> _WHAT IS REQUIRED_
Reproduce verbatim the line in which "while let Some(mut field) = multipart" occurs, together with each line that follows it to the end of the listing, and nothing more.

┌──

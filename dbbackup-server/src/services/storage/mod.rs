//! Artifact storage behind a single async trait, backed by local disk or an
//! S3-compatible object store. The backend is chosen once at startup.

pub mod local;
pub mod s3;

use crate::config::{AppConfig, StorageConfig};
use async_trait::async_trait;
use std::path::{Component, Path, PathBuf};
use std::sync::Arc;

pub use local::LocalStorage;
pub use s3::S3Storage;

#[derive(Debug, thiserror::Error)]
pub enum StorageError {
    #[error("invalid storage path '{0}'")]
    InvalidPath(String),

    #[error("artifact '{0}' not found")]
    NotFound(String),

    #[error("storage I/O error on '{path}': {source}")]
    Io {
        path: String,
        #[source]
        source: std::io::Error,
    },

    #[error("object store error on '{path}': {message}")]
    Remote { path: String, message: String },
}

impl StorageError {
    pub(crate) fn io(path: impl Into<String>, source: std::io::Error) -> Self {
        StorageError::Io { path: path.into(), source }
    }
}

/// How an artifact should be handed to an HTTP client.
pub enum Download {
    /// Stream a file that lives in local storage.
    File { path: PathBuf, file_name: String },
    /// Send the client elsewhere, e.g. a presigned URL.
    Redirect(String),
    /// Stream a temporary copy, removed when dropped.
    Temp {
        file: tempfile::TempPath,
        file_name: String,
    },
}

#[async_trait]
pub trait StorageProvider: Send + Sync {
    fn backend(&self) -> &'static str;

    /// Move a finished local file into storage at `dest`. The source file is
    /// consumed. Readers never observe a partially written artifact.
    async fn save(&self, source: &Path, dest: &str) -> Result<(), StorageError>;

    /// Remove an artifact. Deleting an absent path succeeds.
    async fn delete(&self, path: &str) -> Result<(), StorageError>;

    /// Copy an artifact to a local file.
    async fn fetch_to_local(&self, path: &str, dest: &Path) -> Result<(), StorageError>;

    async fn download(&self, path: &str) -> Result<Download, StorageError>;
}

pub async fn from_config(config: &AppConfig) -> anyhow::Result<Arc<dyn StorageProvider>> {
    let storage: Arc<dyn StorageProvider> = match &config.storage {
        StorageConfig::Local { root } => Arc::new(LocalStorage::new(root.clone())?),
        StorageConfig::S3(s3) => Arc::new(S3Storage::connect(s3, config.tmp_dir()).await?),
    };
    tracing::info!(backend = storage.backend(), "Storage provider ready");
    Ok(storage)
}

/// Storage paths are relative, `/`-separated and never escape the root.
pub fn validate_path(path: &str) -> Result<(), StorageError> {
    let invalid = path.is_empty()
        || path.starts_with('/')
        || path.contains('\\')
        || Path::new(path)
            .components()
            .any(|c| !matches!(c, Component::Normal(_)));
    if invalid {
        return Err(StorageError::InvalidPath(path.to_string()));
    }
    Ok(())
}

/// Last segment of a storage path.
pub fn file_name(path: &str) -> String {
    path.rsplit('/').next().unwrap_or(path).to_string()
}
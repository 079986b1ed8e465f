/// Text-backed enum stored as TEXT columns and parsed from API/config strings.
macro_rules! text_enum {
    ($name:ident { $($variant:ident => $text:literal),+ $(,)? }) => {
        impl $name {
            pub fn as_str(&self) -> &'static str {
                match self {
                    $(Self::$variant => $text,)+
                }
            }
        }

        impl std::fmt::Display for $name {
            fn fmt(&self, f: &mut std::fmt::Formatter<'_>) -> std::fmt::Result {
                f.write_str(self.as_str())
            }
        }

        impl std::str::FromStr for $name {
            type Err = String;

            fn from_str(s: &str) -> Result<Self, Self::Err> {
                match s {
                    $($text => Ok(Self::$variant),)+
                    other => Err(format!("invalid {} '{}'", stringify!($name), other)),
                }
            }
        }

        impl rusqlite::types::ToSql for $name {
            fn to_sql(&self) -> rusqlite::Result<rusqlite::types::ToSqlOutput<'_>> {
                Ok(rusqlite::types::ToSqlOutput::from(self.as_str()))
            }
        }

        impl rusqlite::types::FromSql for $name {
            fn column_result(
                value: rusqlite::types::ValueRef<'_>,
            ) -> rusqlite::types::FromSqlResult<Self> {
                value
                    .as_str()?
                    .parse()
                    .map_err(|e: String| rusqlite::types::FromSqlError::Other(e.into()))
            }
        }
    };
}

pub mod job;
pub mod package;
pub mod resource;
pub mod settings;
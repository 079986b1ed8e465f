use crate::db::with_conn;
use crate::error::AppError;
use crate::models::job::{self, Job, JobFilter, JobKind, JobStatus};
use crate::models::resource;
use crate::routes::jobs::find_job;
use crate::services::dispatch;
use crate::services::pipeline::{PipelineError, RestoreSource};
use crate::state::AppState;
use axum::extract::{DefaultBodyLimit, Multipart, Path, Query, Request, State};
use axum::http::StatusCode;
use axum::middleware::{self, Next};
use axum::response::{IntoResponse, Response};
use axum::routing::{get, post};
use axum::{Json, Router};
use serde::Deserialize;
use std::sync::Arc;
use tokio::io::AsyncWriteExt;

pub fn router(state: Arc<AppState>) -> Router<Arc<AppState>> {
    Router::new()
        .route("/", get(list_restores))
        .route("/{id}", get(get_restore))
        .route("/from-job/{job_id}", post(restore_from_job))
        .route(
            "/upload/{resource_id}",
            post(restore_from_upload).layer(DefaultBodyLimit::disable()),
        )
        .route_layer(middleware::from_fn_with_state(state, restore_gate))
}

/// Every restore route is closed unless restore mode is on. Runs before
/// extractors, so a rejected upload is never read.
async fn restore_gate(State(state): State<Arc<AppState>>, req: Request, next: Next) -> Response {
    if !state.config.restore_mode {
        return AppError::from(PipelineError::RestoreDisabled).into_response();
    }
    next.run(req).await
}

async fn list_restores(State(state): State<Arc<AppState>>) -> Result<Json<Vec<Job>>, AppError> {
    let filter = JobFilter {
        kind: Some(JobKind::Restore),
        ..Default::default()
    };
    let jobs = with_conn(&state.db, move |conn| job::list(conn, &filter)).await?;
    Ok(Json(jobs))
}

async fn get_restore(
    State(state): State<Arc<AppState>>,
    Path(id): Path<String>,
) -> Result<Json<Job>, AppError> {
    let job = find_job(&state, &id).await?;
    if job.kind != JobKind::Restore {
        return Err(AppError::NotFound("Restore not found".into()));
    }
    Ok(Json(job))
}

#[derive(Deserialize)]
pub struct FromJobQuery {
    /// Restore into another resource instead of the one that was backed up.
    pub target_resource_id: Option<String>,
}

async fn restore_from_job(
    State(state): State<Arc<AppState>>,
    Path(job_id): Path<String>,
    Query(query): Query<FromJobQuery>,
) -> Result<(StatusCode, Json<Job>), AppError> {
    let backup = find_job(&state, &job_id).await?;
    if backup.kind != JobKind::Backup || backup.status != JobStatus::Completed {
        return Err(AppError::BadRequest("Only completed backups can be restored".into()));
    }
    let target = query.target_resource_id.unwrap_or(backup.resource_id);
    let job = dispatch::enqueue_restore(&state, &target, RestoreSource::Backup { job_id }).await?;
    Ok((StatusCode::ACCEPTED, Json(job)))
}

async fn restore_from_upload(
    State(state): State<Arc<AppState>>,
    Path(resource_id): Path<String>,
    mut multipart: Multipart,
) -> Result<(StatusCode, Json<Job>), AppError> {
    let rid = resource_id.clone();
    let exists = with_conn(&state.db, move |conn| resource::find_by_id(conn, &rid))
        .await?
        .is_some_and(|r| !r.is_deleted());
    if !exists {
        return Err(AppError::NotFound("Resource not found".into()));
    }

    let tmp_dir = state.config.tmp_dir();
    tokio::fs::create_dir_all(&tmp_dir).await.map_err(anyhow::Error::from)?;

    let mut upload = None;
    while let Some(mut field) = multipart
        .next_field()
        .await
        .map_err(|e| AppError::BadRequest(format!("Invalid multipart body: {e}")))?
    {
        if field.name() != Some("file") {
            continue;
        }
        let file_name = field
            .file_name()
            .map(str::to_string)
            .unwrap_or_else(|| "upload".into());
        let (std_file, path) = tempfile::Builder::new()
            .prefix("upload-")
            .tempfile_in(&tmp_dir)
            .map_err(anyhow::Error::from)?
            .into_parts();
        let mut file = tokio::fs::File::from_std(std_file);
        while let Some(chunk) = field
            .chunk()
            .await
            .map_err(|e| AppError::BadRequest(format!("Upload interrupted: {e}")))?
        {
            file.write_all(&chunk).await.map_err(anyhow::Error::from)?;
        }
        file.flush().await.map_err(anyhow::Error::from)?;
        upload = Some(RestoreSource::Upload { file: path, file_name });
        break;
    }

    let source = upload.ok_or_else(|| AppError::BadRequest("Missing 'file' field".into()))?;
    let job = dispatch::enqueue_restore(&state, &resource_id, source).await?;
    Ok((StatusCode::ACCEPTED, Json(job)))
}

└──

> _EXPECTED ANSWER_
    while let Some(mut field) = multipart
        .next_field()
        .await
        .map_err(|e| AppError::BadRequest(format!("Invalid multipart body: {e}")))?
    {
        if field.name() != Some("file") {
            continue;
        }
        let file_name = field
            .file_name()
            .map(str::to_string)
            .unwrap_or_else(|| "upload".into());
        let (std_file, path) = tempfile::Builder::new()
            .prefix("upload-")
            .tempfile_in(&tmp_dir)
            .map_err(anyhow::Error::from)?
            .into_parts();
        let mut file = tokio::fs::File::from_std(std_file);
        while let Some(chunk) = field
            .chunk()
            .await
            .map_err(|e| AppError::BadRequest(format!("Upload interrupted: {e}")))?
        {
            file.write_all(&chunk).await.map_err(anyhow::Error::from)?;
        }
        file.flush().await.map_err(anyhow::Error::from)?;
        upload = Some(RestoreSource::Upload { file: path, file_name });
        break;
    }

    let source = upload.ok_or_else(|| AppError::BadRequest("Missing 'file' field".into()))?;
    let job = dispatch::enqueue_restore(&state, &resource_id, source).await?;
    Ok((StatusCode::ACCEPTED, Json(job)))
}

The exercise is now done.